I've been working on the spectral mapping theorem and I've come across a hurdle while trying to solve a problem. Let P(x) be a non-constant polynomial, T be a bounded linear operator and denote $\sigma_p(T)$ to be the eigenvalues of a linear operator $T$.
I was able to prove that $P(\sigma_p(T)) \subset \sigma_p(P(T))$. The converse is a direct consequence if the space is finite-dimensional. However, I am unable to prove the converse for infinte-dimensional spaces.

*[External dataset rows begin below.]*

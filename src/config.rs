use std::path::PathBuf;
use std::time::Duration;

use anyhow::{bail, Context, Result};
use clap::{Parser, ValueEnum};
use serde::{Deserialize, Serialize};

use crate::backoff::BackoffPolicy;
use crate::scanner::ScanConfig;
use crate::stuck::StuckThresholds;

#[derive(Debug, Clone, Copy, PartialEq, Eq, Serialize, Deserialize, ValueEnum)]
pub enum LedgerType {
    /// JSON-RPC ledger relay.
    Rpc,
    /// In-memory ledger (dry runs and tests).
    Mock,
}

/// Crank configuration, all supplied at startup.
#[derive(Debug, Clone, Serialize, Deserialize, Parser)]
#[command(name = "roundcrank", about = "Keeps ledger rounds progressing and sweeps finished ones")]
pub struct CrankConfig {
    /// Ledger backend.
    #[arg(long, env = "CRANK_LEDGER", value_enum, default_value = "rpc")]
    pub ledger: LedgerType,

    /// Ledger relay JSON-RPC endpoint.
    #[arg(long, env = "CRANK_LEDGER_URL", default_value = "http://127.0.0.1:8899")]
    pub ledger_url: String,

    /// File holding the operator credential used to authorize submissions.
    #[arg(long, env = "CRANK_OPERATOR_TOKEN_FILE")]
    pub operator_token_file: Option<PathBuf>,

    /// Per-request timeout for ledger, archive and webhook calls.
    #[arg(long, env = "CRANK_RPC_TIMEOUT_MS", default_value_t = 15_000)]
    pub rpc_timeout_ms: u64,

    /// Delay between the end of one tick and the start of the next.
    #[arg(long, env = "CRANK_POLL_INTERVAL_MS", default_value_t = 5_000)]
    pub poll_interval_ms: u64,

    /// Seconds past a round's end before the crank treats its timer as expired.
    #[arg(long, env = "CRANK_LOCK_BUFFER_SECS", default_value_t = 2)]
    pub lock_buffer_secs: i64,

    #[arg(long, env = "CRANK_BACKOFF_MIN_MS", default_value_t = 5_000)]
    pub backoff_min_ms: u64,

    #[arg(long, env = "CRANK_BACKOFF_MAX_MS", default_value_t = 300_000)]
    pub backoff_max_ms: u64,

    /// Retry delay after a cleanup pass that closed at least one participant.
    #[arg(long, env = "CRANK_BACKOFF_FAST_MS", default_value_t = 2_000)]
    pub backoff_fast_ms: u64,

    /// Max participant accounts enumerated per cleanup pass.
    #[arg(long, env = "CRANK_PARTICIPANT_SCAN_LIMIT", default_value_t = 100)]
    pub participant_scan_limit: usize,

    /// Max participant accounts closed per cleanup pass.
    #[arg(long, env = "CRANK_PARTICIPANT_CLOSE_BATCH", default_value_t = 10)]
    pub participant_close_batch: usize,

    /// Stuck thresholds per status, in seconds. 0 disables.
    #[arg(long, env = "CRANK_STUCK_OPEN_SECS", default_value_t = 0)]
    pub stuck_open_secs: u64,

    #[arg(long, env = "CRANK_STUCK_LOCKED_SECS", default_value_t = 120)]
    pub stuck_locked_secs: u64,

    #[arg(long, env = "CRANK_STUCK_VRF_SECS", default_value_t = 300)]
    pub stuck_vrf_requested_secs: u64,

    #[arg(long, env = "CRANK_STUCK_SETTLED_SECS", default_value_t = 0)]
    pub stuck_settled_secs: u64,

    /// Minimum seconds between repeated warnings for the same stuck round and status.
    #[arg(long, env = "CRANK_STUCK_REPEAT_SECS", default_value_t = 60)]
    pub stuck_warn_repeat_secs: u64,

    /// Seconds between health snapshots. 0 disables.
    #[arg(long, env = "CRANK_HEALTH_INTERVAL_SECS", default_value_t = 60)]
    pub health_interval_secs: u64,

    /// Round ids fetched per batched read while scanning.
    #[arg(long, env = "CRANK_SCAN_BATCH", default_value_t = 50)]
    pub scan_batch_size: usize,

    /// Consecutive missing round accounts tolerated while scanning.
    #[arg(long, env = "CRANK_SCAN_MISSING_STREAK", default_value_t = 20)]
    pub scan_missing_streak: usize,

    /// Round ids below the frontier checked at startup for an un-swept backlog.
    #[arg(long, env = "CRANK_RECOVERY_WINDOW", default_value_t = 256)]
    pub recovery_window: u64,

    /// Archive service base URL.
    #[arg(long, env = "CRANK_ARCHIVE_URL")]
    pub archive_url: Option<String>,

    /// Bearer token sent to the archive service.
    #[arg(long, env = "CRANK_ARCHIVE_TOKEN", hide_env_values = true)]
    pub archive_token: Option<String>,

    /// Archive directory (used when no archive URL is set).
    #[arg(long, env = "CRANK_ARCHIVE_DIR")]
    pub archive_dir: Option<PathBuf>,

    /// Webhook receiving round notifications.
    #[arg(long, env = "CRANK_NOTIFY_WEBHOOK_URL")]
    pub notify_webhook_url: Option<String>,

    /// Bearer token sent to the notification webhook.
    #[arg(long, env = "CRANK_NOTIFY_WEBHOOK_TOKEN", hide_env_values = true)]
    pub notify_webhook_token: Option<String>,

    /// Emit logs as JSON.
    #[arg(long, env = "CRANK_LOG_JSON", default_value_t = false)]
    pub log_json: bool,
}

impl Default for CrankConfig {
    fn default() -> Self {
        CrankConfig {
            ledger: LedgerType::Rpc,
            ledger_url: "http://127.0.0.1:8899".to_string(),
            operator_token_file: None,
            rpc_timeout_ms: 15_000,
            poll_interval_ms: 5_000,
            lock_buffer_secs: 2,
            backoff_min_ms: 5_000,
            backoff_max_ms: 300_000,
            backoff_fast_ms: 2_000,
            participant_scan_limit: 100,
            participant_close_batch: 10,
            stuck_open_secs: 0,
            stuck_locked_secs: 120,
            stuck_vrf_requested_secs: 300,
            stuck_settled_secs: 0,
            stuck_warn_repeat_secs: 60,
            health_interval_secs: 60,
            scan_batch_size: 50,
            scan_missing_streak: 20,
            recovery_window: 256,
            archive_url: None,
            archive_token: None,
            archive_dir: None,
            notify_webhook_url: None,
            notify_webhook_token: None,
            log_json: false,
        }
    }
}

impl CrankConfig {
    /// Reject configurations the crank cannot run with.
    pub fn validate(&self) -> Result<()> {
        if self.poll_interval_ms == 0 {
            bail!("poll_interval_ms must be > 0");
        }
        if self.backoff_min_ms == 0 {
            bail!("backoff_min_ms must be > 0");
        }
        if self.backoff_min_ms > self.backoff_max_ms {
            bail!(
                "backoff_min_ms ({}) must not exceed backoff_max_ms ({})",
                self.backoff_min_ms,
                self.backoff_max_ms
            );
        }
        if self.participant_scan_limit == 0 || self.participant_close_batch == 0 {
            bail!("participant_scan_limit and participant_close_batch must be > 0");
        }
        if self.scan_batch_size == 0 {
            bail!("scan_batch_size must be > 0");
        }
        if self.lock_buffer_secs < 0 {
            bail!("lock_buffer_secs must be >= 0");
        }
        if self.ledger == LedgerType::Rpc && self.operator_token_file.is_none() {
            bail!("operator_token_file is required for the rpc ledger");
        }
        Ok(())
    }

    /// Read the operator credential. Missing or empty credentials are fatal.
    pub fn load_operator_token(&self) -> Result<String> {
        let path = self
            .operator_token_file
            .as_ref()
            .context("operator_token_file is not set")?;
        let token = std::fs::read_to_string(path)
            .with_context(|| format!("failed to read operator credential {:?}", path))?;
        let token = token.trim().to_string();
        if token.is_empty() {
            bail!("operator credential {:?} is empty", path);
        }
        Ok(token)
    }

    pub fn poll_interval(&self) -> Duration {
        Duration::from_millis(self.poll_interval_ms)
    }

    pub fn rpc_timeout(&self) -> Duration {
        Duration::from_millis(self.rpc_timeout_ms)
    }

    pub fn backoff_policy(&self) -> BackoffPolicy {
        BackoffPolicy {
            min_ms: self.backoff_min_ms,
            max_ms: self.backoff_max_ms,
            fast_ms: self.backoff_fast_ms,
        }
    }

    pub fn stuck_thresholds(&self) -> StuckThresholds {
        StuckThresholds {
            open_ms: self.stuck_open_secs.saturating_mul(1_000),
            locked_ms: self.stuck_locked_secs.saturating_mul(1_000),
            vrf_requested_ms: self.stuck_vrf_requested_secs.saturating_mul(1_000),
            settled_ms: self.stuck_settled_secs.saturating_mul(1_000),
        }
    }

    pub fn scan_config(&self) -> ScanConfig {
        ScanConfig {
            batch_size: self.scan_batch_size,
            max_missing_streak: self.scan_missing_streak,
        }
    }
}

#[cfg(test)]
mod tests {
    use super::*;

    #[test]
    fn test_defaults_match_cli_defaults() {
        let parsed = CrankConfig::parse_from(["roundcrank"]);
        let defaults = CrankConfig::default();
        assert_eq!(
            serde_json::to_value(&parsed).unwrap(),
            serde_json::to_value(&defaults).unwrap()
        );
    }

    #[test]
    fn test_rpc_requires_operator_credential() {
        let config = CrankConfig::default();
        assert!(config.validate().is_err());

        let config = CrankConfig {
            ledger: LedgerType::Mock,
            ..CrankConfig::default()
        };
        assert!(config.validate().is_ok());
    }

    #[test]
    fn test_rejects_inverted_backoff_bounds() {
        let config = CrankConfig {
            ledger: LedgerType::Mock,
            backoff_min_ms: 10_000,
            backoff_max_ms: 1_000,
            ..CrankConfig::default()
        };
        assert!(config.validate().is_err());
    }

    #[test]
    fn test_huge_stuck_thresholds_saturate() {
        let config = CrankConfig {
            ledger: LedgerType::Mock,
            stuck_locked_secs: u64::MAX,
            stuck_open_secs: 7,
            ..CrankConfig::default()
        };
        let thresholds = config.stuck_thresholds();
        assert_eq!(thresholds.locked_ms, u64::MAX);
        assert_eq!(thresholds.open_ms, 7_000);
    }

    #[test]
    fn test_operator_token_is_trimmed() -> Result<()> {
        let dir = tempfile::tempdir()?;
        let path = dir.path().join("token");
        std::fs::write(&path, "secret-token\n")?;
        let config = CrankConfig {
            operator_token_file: Some(path),
            ..CrankConfig::default()
        };
        config.validate()?;
        assert_eq!(config.load_operator_token()?, "secret-token");
        Ok(())
    }
}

Requesting for hints or a counterexample
Let us assume we have $P(T)w=\lambda w$ with $||w||=1$. We may no define also $Q(z)=P(z)-\lambda z$, since $Q$ is some polynomial over $\mathbb C$ we can find some representation $Q(z)=\prod_{i=1}^n(z-\lambda_i)$ and therefore we have $$0=Q(T)w=\prod_{i=1}^n(T-\lambda_i)w.$$ Now $v_n:=(T-\lambda_n)w=0$ or we go iteratively $v_{n-1}:=(T-\lambda_{n-1})v_n=0$ and so on. So, there is some $k$ such that $(T-\lambda_{k})v_{n-k+1}=0$. In other words, $\lambda_k$ is an eigenvalue of $T$ with some eigenvector $u$. With that we already know that $P(\lambda_k)\in\sigma_p(P(T))$. It follows now from $0=Q(T)u=P(T)u-\lambda u$ $$P(\lambda_k)u=P(T)u=\lambda u.$$ So it holds, $\lambda=P(\lambda_k)\in P(\sigma_p(T))$, hence $\sigma_p(P(T))\subset P(\sigma_p(T))$.